▶ [Data excerpts]
******************************

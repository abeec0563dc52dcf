//! User entity - A marketplace account. Buyers and shop owners are both users.

use sea_orm::entity::prelude::*;
use serde::{Deserialize, Serialize};

/// User database model
#[derive(Clone, Debug, PartialEq, Eq, DeriveEntityModel, Serialize, Deserialize)]
#[sea_orm(table_name = "users")]
pub struct Model {
    /// Unique identifier for the user
    #[sea_orm(primary_key)]
    pub id: i64,
    /// Display name
    pub name: String,
    /// Login email, unique across users
    #[sea_orm(unique)]
    pub email: String,
    /// Contact phone number
    pub phone_number: String,
    /// When the account was created
    pub created_at: DateTimeUtc,
}

/// Users are referenced by shops, addresses and transactions
#[derive(Copy, Clone, Debug, EnumIter, DeriveRelation)]
pub enum Relation {}

impl ActiveModelBehavior for ActiveModel {}
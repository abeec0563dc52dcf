use crate::{
    entities::{Category, category},
    errors::{Error, Result},
};
use sea_orm::{Set, prelude::*};

/// Creates a category.
pub async fn create_category<C>(db: &C, name: String) -> Result<category::Model>
where
    C: ConnectionTrait,
{
    if name.trim().is_empty() {
        return Err(Error::invalid("category name cannot be empty"));
    }

    category::ActiveModel {
        name: Set(name.trim().to_string()),
        ..Default::default()
    }
    .insert(db)
    .await
    .map_err(Into::into)
}

/// Finds a category by id.
pub async fn get_category_by_id<C>(db: &C, category_id: i64) -> Result<Option<category::Model>>
where
    C: ConnectionTrait,
{
    Category::find_by_id(category_id)
        .one(db)
        .await
        .map_err(Into::into)
}
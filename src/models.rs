//! Request and response value objects.
//!
//! Requests arrive already authenticated: the buyer id comes from the session, not
//! from the payload. Views are assembled by [`crate::core::query`] and serialize to
//! the shape handed back to clients.

use serde::{Deserialize, Serialize};

/// Default page size when a caller asks for a non-positive limit.
pub const DEFAULT_PAGE_LIMIT: u64 = 10;

/// A checkout request.
#[derive(Debug, Clone, PartialEq, Eq, Deserialize)]
pub struct PlaceOrderRequest {
    /// Payment method label, e.g. `"COD"`
    pub payment_method: String,
    /// Delivery address, must belong to the buyer
    pub address_id: i64,
    /// Products and quantities to buy
    pub line_items: Vec<LineItemRequest>,
}

/// One requested product line.
#[derive(Debug, Clone, Copy, PartialEq, Eq, Deserialize)]
pub struct LineItemRequest {
    /// Product to buy
    pub product_id: i64,
    /// Units to buy, must be positive
    pub quantity: i32,
}

/// Query parameters for listing a buyer's transactions.
#[derive(Debug, Clone, Default, PartialEq, Eq, Deserialize)]
pub struct TransactionFilter {
    /// Case-insensitive substring of a snapshotted product name
    #[serde(default)]
    pub search: Option<String>,
    /// 1-based page number; values below 1 mean the first page
    #[serde(default)]
    pub page: i64,
    /// Page size; non-positive values fall back to [`DEFAULT_PAGE_LIMIT`]
    #[serde(default)]
    pub limit: i64,
}

impl TransactionFilter {
    /// Resolves `(limit, offset)` for the query.
    #[must_use]
    pub fn limit_offset(&self) -> (u64, u64) {
        let limit = u64::try_from(self.limit)
            .ok()
            .filter(|limit| *limit > 0)
            .unwrap_or(DEFAULT_PAGE_LIMIT);
        let offset =
            u64::try_from(self.page.saturating_sub(1)).map_or(0, |pages| pages.saturating_mul(limit));
        (limit, offset)
    }

    /// The search term, if it has any non-whitespace content.
    #[must_use]
    pub fn search_term(&self) -> Option<&str> {
        self.search
            .as_deref()
            .map(str::trim)
            .filter(|term| !term.is_empty())
    }
}

/// A page of results together with the resolved paging parameters.
#[derive(Debug, Clone, PartialEq, Eq, Serialize)]
pub struct Page<T> {
    /// Items on this page
    pub data: Vec<T>,
    /// 1-based page number
    pub page: u64,
    /// Page size used
    pub limit: u64,
}

/// A placed order as shown to its buyer.
#[derive(Debug, Clone, PartialEq, Eq, Serialize)]
pub struct TransactionView {
    /// Transaction id
    pub id: i64,
    /// Grand total in integer currency units
    pub total_price: i64,
    /// Human-facing order label
    pub invoice_code: String,
    /// Payment method label
    pub payment_method: String,
    /// Current state of the delivery address, `None` if it was removed
    pub address: Option<AddressView>,
    /// Order lines
    pub line_items: Vec<LineItemView>,
}

/// One line of a [`TransactionView`].
#[derive(Debug, Clone, PartialEq, Eq, Serialize)]
pub struct LineItemView {
    /// Product facts as they were at purchase time
    pub product: SnapshotView,
    /// Selling shop
    pub shop: Option<ShopInfo>,
    /// Units bought
    pub quantity: i32,
    /// Line total in integer currency units
    pub total_price: i64,
}

/// Product facts taken from a price snapshot.
#[derive(Debug, Clone, PartialEq, Eq, Serialize)]
pub struct SnapshotView {
    /// Original product id
    pub product_id: i64,
    /// Product name at purchase time
    pub name: String,
    /// Slug at purchase time
    pub slug: String,
    /// Reseller price at purchase time
    pub reseller_price: String,
    /// Consumer price at purchase time
    pub consumer_price: String,
    /// Description at purchase time
    pub description: String,
    /// Shop the product was bought from
    pub shop: Option<ShopInfo>,
    /// Category at purchase time
    pub category: Option<CategoryInfo>,
    /// Current product images
    pub images: Vec<ProductImageView>,
}

/// Public shop details.
#[derive(Debug, Clone, PartialEq, Eq, Serialize)]
pub struct ShopInfo {
    /// Shop name
    pub name: String,
    /// Shop photo
    pub photo_url: Option<String>,
}

/// Category details.
#[derive(Debug, Clone, PartialEq, Eq, Serialize)]
pub struct CategoryInfo {
    /// Category id
    pub id: i64,
    /// Category name
    pub name: String,
}

/// A product image.
#[derive(Debug, Clone, PartialEq, Eq, Serialize)]
pub struct ProductImageView {
    /// Image id
    pub id: i64,
    /// Product the image belongs to
    pub product_id: i64,
    /// Image location
    pub url: String,
}

/// A delivery address.
#[derive(Debug, Clone, PartialEq, Eq, Serialize)]
pub struct AddressView {
    /// Address id
    pub id: i64,
    /// Short label
    pub title: String,
    /// Recipient name
    pub recipient_name: String,
    /// Recipient phone number
    pub phone_number: String,
    /// Full postal address
    pub full_address: String,
}

/// Fields to change on a product. `None` leaves the field untouched.
#[derive(Debug, Clone, Default, PartialEq, Eq, Deserialize)]
pub struct ProductPatch {
    /// New display name
    pub name: Option<String>,
    /// New slug
    pub slug: Option<String>,
    /// New reseller price
    pub reseller_price: Option<String>,
    /// New consumer price
    pub consumer_price: Option<String>,
    /// New absolute stock level
    pub stock: Option<i32>,
    /// New description
    pub description: Option<String>,
    /// New category; `Some(None)` clears it
    pub category_id: Option<Option<i64>>,
}

/// Fields to change on an address. `None` leaves the field untouched.
#[derive(Debug, Clone, Default, PartialEq, Eq, Deserialize)]
pub struct AddressPatch {
    /// New label
    pub title: Option<String>,
    /// New recipient
    pub recipient_name: Option<String>,
    /// New phone number
    pub phone_number: Option<String>,
    /// New postal address
    pub full_address: Option<String>,
}

#[cfg(test)]
mod tests {
    #![allow(clippy::unwrap_used)]
    use super::*;

    #[test]
    fn test_limit_offset_defaults() {
        let filter = TransactionFilter::default();
        assert_eq!(filter.limit_offset(), (10, 0));

        let filter = TransactionFilter {
            limit: -3,
            page: -1,
            ..Default::default()
        };
        assert_eq!(filter.limit_offset(), (10, 0));
    }

    #[test]
    fn test_limit_offset_pages() {
        let filter = TransactionFilter {
            limit: 5,
            page: 3,
            ..Default::default()
        };
        assert_eq!(filter.limit_offset(), (5, 10));

        let filter = TransactionFilter {
            limit: 5,
            page: 1,
            ..Default::default()
        };
        assert_eq!(filter.limit_offset(), (5, 0));
    }

    #[test]
    fn test_search_term_ignores_blank() {
        let filter = TransactionFilter {
            search: Some("   ".to_string()),
            ..Default::default()
        };
        assert_eq!(filter.search_term(), None);

        let filter = TransactionFilter {
            search: Some(" Kopi ".to_string()),
            ..Default::default()
        };
        assert_eq!(filter.search_term(), Some("Kopi"));
    }

    #[test]
    fn test_place_order_request_deserializes() {
        let request: PlaceOrderRequest = toml::from_str(
            r#"
            payment_method = "COD"
            address_id = 7

            [[line_items]]
            product_id = 3
            quantity = 2
            "#,
        )
        .unwrap();
        assert_eq!(request.address_id, 7);
        assert_eq!(
            request.line_items,
            vec![LineItemRequest {
                product_id: 3,
                quantity: 2
            }]
        );
    }
}
//! Read side of the ledger - rebuilds placed orders for their buyer.
//!
//! Product facts (name, slug, prices, description, shop, category) always come from
//! the line item's price snapshot, never from the live product, so an old order shows
//! what was actually bought. Two things are still looked up live:
//!
//! - product images, by the snapshot's original product id
//! - the delivery address, by id
//!
//! Both can therefore change on historical orders after the fact.

use crate::{
    core::{address, category, ledger, product, shop},
    entities::{
        address as address_entity, price_snapshot, product_image, transaction,
        transaction_line_item,
    },
    errors::{Error, Result},
    models::{
        AddressView, CategoryInfo, LineItemView, Page, ProductImageView, ShopInfo, SnapshotView,
        TransactionFilter, TransactionView,
    },
};
use sea_orm::{ConnectionTrait, DatabaseConnection};
use tracing::{debug, instrument};

/// Loads one of the buyer's transactions.
///
/// # Errors
/// Returns [`Error::TransactionNotFound`] when the transaction does not exist *or*
/// belongs to someone else; the two cases are indistinguishable to the caller.
#[instrument(skip(db))]
pub async fn get_transaction(
    db: &DatabaseConnection,
    buyer_id: i64,
    transaction_id: i64,
) -> Result<TransactionView> {
    let transaction = ledger::find_transaction_for_user(db, buyer_id, transaction_id)
        .await?
        .ok_or(Error::TransactionNotFound { id: transaction_id })?;

    assemble_transaction(db, transaction).await
}

/// Lists the buyer's transactions, newest first.
///
/// See [`TransactionFilter`] for how search and paging parameters are interpreted.
#[instrument(skip(db))]
pub async fn list_transactions(
    db: &DatabaseConnection,
    buyer_id: i64,
    filter: &TransactionFilter,
) -> Result<Page<TransactionView>> {
    let (limit, offset) = filter.limit_offset();
    let transactions =
        ledger::find_transactions_for_user(db, buyer_id, filter.search_term(), limit, offset)
            .await?;
    debug!(count = transactions.len(), "Loaded transactions page");

    let mut data = Vec::with_capacity(transactions.len());
    for transaction in transactions {
        data.push(assemble_transaction(db, transaction).await?);
    }

    Ok(Page {
        data,
        page: offset / limit + 1,
        limit,
    })
}

async fn assemble_transaction<C>(db: &C, transaction: transaction::Model) -> Result<TransactionView>
where
    C: ConnectionTrait,
{
    let address = address::get_address_by_id(db, transaction.address_id)
        .await?
        .map(AddressView::from);

    let lines = ledger::get_line_items_with_snapshots(db, transaction.id).await?;
    let mut line_items = Vec::with_capacity(lines.len());
    for (line_item, snapshot) in lines {
        line_items.push(assemble_line_item(db, line_item, snapshot).await?);
    }

    Ok(TransactionView {
        id: transaction.id,
        total_price: transaction.total_price,
        invoice_code: transaction.invoice_code,
        payment_method: transaction.payment_method,
        address,
        line_items,
    })
}

async fn assemble_line_item<C>(
    db: &C,
    line_item: transaction_line_item::Model,
    snapshot: price_snapshot::Model,
) -> Result<LineItemView>
where
    C: ConnectionTrait,
{
    let snapshot_shop = shop_info(db, snapshot.shop_id).await?;
    let line_shop = if line_item.shop_id == snapshot.shop_id {
        snapshot_shop.clone()
    } else {
        shop_info(db, line_item.shop_id).await?
    };

    let category = match snapshot.category_id {
        Some(category_id) => category::get_category_by_id(db, category_id)
            .await?
            .map(|category| CategoryInfo {
                id: category.id,
                name: category.name,
            }),
        None => None,
    };

    let images = product::get_images_for_product(db, snapshot.product_id)
        .await?
        .into_iter()
        .map(ProductImageView::from)
        .collect();

    Ok(LineItemView {
        product: SnapshotView {
            product_id: snapshot.product_id,
            name: snapshot.product_name,
            slug: snapshot.slug,
            reseller_price: snapshot.reseller_price,
            consumer_price: snapshot.consumer_price,
            description: snapshot.description,
            shop: snapshot_shop,
            category,
            images,
        },
        shop: line_shop,
        quantity: line_item.quantity,
        total_price: line_item.total_price,
    })
}

async fn shop_info<C>(db: &C, shop_id: i64) -> Result<Option<ShopInfo>>
where
    C: ConnectionTrait,
{
    Ok(shop::get_shop_by_id(db, shop_id).await?.map(|shop| ShopInfo {
        name: shop.name,
        photo_url: shop.photo_url,
    }))
}

impl From<address_entity::Model> for AddressView {
    fn from(address: address_entity::Model) -> Self {
        Self {
            id: address.id,
            title: address.title,
            recipient_name: address.recipient_name,
            phone_number: address.phone_number,
            full_address: address.full_address,
        }
    }
}

impl From<product_image::Model> for ProductImageView {
    fn from(image: product_image::Model) -> Self {
        Self {
            id: image.id,
            product_id: image.product_id,
            url: image.url,
        }
    }
}
//! Transaction entity - The root of a placed order in the ledger.
//!
//! A transaction is written once by checkout together with its line items and never
//! updated afterwards. `total_price` is the sum of its line items' `total_price`.
//! The delivery address is referenced by id, so later edits to the address show up
//! when the transaction is read again.
use sea_orm::entity::prelude::*;
use serde::{Deserialize, Serialize};

/// Transaction database model
#[derive(Clone, Debug, PartialEq, Eq, DeriveEntityModel, Serialize, Deserialize)]
#[sea_orm(table_name = "transactions")]
pub struct Model {
    /// Unique identifier for the transaction
    #[sea_orm(primary_key)]
    pub id: i64,
    /// Buyer who placed the order
    pub user_id: i64,
    /// Delivery address, looked up live on read
    pub address_id: i64,
    /// Grand total in integer currency units
    pub total_price: i64,
    /// Human-facing order label
    pub invoice_code: String,
    /// Payment method label chosen by the buyer
    pub payment_method: String,
    /// When the order was placed
    pub created_at: DateTimeUtc,
}

/// Defines relationships between Transaction and other entities
#[derive(Copy, Clone, Debug, EnumIter, DeriveRelation)]
pub enum Relation {
    /// Each transaction belongs to one buyer
    #[sea_orm(
        belongs_to = "super::user::Entity",
        from = "Column::UserId",
        to = "super::user::Column::Id"
    )]
    User,
    /// Line items of this order
    #[sea_orm(has_many = "super::transaction_line_item::Entity")]
    LineItems,
}

impl Related<super::user::Entity> for Entity {
    fn to() -> RelationDef {
        Relation::User.def()
    }
}

impl Related<super::transaction_line_item::Entity> for Entity {
    fn to() -> RelationDef {
        Relation::LineItems.def()
    }
}

impl ActiveModelBehavior for ActiveModel {}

******************************

Within the records above, determine how many lines contain the word "Column". Respond with that number and no other text.

▶ [Solution to this task] 2